* Task directions *
Using the material below, return exactly the lines between the one holding "if self.port == 0" and the one holding "repository fa4202967d530fd3", inclusive, and no others.
+++
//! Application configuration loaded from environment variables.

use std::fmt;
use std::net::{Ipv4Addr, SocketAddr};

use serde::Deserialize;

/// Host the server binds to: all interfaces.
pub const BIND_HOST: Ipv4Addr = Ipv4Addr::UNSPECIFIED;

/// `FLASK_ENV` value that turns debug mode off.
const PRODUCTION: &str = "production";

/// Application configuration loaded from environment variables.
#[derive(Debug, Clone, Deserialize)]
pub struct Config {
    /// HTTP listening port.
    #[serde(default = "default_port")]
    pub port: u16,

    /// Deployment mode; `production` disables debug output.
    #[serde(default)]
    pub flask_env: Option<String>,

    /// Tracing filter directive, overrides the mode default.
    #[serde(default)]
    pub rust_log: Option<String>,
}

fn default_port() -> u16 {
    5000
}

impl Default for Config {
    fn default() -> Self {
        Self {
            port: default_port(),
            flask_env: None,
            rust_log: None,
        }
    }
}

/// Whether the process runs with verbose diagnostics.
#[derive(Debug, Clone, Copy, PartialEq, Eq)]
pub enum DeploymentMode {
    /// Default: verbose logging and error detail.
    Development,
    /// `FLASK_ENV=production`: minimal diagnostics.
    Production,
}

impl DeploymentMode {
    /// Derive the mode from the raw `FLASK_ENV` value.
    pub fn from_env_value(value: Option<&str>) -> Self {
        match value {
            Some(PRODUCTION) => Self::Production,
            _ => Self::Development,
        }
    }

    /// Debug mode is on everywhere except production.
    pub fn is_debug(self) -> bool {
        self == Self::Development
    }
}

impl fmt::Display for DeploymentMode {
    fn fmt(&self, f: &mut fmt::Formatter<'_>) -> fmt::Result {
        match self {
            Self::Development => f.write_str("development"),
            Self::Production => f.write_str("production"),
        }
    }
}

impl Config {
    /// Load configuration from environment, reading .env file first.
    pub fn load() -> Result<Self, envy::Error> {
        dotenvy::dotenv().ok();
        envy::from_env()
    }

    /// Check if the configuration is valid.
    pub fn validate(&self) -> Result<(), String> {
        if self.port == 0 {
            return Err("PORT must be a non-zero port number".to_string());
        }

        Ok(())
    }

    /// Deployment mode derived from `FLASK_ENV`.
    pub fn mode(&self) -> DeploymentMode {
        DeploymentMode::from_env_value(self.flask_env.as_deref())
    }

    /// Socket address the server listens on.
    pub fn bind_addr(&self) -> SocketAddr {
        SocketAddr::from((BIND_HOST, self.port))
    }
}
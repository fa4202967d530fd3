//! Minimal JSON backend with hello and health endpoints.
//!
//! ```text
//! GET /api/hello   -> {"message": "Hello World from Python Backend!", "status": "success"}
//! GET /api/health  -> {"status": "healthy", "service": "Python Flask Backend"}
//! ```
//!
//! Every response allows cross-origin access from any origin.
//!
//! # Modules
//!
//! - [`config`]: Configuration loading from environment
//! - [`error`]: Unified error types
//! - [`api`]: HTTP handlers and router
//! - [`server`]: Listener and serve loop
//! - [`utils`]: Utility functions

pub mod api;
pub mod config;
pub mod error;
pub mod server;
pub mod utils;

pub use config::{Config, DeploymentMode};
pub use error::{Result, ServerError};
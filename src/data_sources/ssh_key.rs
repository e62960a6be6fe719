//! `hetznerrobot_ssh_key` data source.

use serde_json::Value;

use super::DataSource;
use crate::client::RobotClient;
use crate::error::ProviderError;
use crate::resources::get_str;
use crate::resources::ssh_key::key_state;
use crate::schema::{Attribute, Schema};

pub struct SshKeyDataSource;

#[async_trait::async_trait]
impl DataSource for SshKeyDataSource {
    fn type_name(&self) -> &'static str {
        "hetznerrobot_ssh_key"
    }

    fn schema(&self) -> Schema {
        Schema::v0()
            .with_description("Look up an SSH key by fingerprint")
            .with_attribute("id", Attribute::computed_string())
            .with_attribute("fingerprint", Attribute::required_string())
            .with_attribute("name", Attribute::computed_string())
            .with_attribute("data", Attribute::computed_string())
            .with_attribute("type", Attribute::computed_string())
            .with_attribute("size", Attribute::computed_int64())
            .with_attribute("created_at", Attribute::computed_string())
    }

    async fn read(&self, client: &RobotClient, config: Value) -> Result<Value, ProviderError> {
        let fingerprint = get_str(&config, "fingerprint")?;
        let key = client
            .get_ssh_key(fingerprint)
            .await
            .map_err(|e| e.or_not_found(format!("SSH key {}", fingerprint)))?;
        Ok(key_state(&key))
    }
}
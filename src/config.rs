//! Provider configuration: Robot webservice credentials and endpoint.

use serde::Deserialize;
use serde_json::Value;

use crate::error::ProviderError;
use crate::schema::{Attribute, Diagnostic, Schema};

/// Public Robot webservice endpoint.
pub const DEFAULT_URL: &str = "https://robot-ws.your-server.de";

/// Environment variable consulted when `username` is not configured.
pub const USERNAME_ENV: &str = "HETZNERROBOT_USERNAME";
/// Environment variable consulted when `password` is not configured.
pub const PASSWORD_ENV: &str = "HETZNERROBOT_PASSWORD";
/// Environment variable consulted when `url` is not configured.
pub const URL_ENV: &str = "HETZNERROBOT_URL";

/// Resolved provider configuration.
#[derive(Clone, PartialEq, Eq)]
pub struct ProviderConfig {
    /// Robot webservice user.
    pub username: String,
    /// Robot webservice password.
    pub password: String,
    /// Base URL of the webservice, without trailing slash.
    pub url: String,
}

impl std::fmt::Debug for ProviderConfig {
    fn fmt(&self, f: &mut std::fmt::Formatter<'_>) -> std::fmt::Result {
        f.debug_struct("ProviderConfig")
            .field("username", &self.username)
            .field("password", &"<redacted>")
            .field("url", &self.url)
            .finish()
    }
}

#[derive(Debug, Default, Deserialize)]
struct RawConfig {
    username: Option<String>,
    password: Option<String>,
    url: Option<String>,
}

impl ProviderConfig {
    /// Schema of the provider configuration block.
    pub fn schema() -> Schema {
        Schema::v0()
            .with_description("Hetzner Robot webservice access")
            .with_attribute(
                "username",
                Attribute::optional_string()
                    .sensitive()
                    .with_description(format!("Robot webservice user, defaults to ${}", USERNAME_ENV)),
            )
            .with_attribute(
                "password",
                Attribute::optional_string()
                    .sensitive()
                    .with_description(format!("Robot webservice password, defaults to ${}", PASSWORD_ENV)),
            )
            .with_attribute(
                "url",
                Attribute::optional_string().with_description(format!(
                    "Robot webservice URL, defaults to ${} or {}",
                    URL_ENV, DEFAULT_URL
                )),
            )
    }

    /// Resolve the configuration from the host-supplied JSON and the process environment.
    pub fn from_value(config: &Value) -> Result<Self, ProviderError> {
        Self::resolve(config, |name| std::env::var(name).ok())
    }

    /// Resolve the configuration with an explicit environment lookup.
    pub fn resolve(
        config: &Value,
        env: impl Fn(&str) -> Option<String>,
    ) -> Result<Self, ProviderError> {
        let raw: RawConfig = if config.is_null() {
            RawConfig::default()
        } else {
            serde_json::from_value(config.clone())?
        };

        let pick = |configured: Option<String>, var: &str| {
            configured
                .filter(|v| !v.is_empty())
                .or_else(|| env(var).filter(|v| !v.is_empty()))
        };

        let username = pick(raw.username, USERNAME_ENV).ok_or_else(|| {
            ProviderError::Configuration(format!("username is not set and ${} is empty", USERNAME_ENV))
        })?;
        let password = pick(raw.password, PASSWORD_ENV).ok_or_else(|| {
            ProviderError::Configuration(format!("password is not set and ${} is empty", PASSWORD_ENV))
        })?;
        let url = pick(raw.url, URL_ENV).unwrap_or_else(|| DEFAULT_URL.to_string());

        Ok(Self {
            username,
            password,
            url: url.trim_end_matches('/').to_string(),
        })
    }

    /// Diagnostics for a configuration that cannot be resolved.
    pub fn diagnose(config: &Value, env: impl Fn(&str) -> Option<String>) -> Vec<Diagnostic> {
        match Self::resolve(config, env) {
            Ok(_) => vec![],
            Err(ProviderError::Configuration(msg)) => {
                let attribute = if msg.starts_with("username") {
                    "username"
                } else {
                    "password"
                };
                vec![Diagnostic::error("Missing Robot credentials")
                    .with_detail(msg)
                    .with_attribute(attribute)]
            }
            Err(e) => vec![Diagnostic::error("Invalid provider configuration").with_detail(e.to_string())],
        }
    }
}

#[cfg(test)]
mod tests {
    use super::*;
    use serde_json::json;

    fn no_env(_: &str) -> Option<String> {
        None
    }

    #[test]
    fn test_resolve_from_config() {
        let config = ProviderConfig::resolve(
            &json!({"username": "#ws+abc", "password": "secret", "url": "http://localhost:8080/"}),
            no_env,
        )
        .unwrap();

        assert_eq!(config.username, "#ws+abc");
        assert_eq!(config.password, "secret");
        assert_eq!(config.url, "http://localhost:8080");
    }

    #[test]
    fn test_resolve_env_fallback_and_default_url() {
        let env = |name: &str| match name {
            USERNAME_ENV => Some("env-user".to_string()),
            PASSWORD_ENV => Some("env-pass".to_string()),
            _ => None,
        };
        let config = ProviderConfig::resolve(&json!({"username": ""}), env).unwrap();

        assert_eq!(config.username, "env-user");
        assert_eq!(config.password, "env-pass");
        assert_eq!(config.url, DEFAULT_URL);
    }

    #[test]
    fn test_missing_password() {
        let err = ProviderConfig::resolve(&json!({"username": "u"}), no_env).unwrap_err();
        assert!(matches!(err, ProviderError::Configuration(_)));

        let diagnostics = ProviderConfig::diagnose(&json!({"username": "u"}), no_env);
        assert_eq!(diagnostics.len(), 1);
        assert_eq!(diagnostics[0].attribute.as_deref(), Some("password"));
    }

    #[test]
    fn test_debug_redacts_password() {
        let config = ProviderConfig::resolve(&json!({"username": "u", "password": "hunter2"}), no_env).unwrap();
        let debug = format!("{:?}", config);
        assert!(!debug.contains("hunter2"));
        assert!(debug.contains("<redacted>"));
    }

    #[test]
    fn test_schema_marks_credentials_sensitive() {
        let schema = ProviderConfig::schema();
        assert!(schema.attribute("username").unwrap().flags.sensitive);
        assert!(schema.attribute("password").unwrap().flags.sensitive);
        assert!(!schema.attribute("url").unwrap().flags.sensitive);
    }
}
+++
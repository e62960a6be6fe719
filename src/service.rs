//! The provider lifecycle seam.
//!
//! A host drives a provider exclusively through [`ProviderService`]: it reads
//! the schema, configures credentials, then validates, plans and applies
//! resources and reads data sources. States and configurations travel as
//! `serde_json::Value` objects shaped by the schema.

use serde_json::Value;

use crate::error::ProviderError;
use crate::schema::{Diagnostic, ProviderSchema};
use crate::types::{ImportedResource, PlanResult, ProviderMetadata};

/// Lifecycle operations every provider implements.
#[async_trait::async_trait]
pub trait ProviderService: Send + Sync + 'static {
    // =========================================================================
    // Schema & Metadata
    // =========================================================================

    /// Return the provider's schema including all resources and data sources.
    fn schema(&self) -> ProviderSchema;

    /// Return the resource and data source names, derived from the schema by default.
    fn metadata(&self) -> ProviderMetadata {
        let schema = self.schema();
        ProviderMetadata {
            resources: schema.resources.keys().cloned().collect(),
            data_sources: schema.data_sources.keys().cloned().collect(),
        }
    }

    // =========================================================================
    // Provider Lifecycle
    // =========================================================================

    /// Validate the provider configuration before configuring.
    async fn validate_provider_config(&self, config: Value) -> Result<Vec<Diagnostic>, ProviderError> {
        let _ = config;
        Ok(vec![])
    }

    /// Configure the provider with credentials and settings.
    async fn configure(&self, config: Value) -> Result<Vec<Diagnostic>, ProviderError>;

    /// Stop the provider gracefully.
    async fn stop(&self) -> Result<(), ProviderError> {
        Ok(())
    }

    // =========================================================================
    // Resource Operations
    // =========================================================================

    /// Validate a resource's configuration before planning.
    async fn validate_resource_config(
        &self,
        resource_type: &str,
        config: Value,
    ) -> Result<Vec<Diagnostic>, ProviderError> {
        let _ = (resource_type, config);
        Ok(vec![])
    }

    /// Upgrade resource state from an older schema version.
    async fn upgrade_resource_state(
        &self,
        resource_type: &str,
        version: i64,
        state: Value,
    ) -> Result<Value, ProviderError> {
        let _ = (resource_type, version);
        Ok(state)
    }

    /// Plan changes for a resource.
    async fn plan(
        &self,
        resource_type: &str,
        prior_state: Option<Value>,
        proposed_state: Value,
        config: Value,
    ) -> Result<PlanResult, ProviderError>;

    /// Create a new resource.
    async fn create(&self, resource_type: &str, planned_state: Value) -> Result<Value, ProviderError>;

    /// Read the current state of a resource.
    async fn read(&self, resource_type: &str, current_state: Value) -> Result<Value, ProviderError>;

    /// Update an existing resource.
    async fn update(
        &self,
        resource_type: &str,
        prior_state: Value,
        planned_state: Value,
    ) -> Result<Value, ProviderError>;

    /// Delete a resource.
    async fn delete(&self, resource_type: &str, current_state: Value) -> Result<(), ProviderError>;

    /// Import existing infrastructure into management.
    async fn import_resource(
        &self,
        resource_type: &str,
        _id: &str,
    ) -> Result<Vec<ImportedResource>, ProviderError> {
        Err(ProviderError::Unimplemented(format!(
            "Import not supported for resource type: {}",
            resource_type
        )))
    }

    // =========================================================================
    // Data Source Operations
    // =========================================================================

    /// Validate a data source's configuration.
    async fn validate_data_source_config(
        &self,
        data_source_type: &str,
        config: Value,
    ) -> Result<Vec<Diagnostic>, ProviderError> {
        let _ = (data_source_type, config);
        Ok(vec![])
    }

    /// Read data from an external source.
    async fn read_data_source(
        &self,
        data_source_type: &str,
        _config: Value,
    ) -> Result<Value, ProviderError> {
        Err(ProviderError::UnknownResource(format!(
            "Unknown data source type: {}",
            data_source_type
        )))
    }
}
+++
* Worked solution *
        if self.port == 0 {
            return Err("PORT must be a non-zero port number".to_string());
        }

        Ok(())
    }

    /// Deployment mode derived from `FLASK_ENV`.
    pub fn mode(&self) -> DeploymentMode {
        DeploymentMode::from_env_value(self.flask_env.as_deref())
    }

    /// Socket address the server listens on.
    pub fn bind_addr(&self) -> SocketAddr {
        SocketAddr::from((BIND_HOST, self.port))
    }
}
repository fa4202967d530fd3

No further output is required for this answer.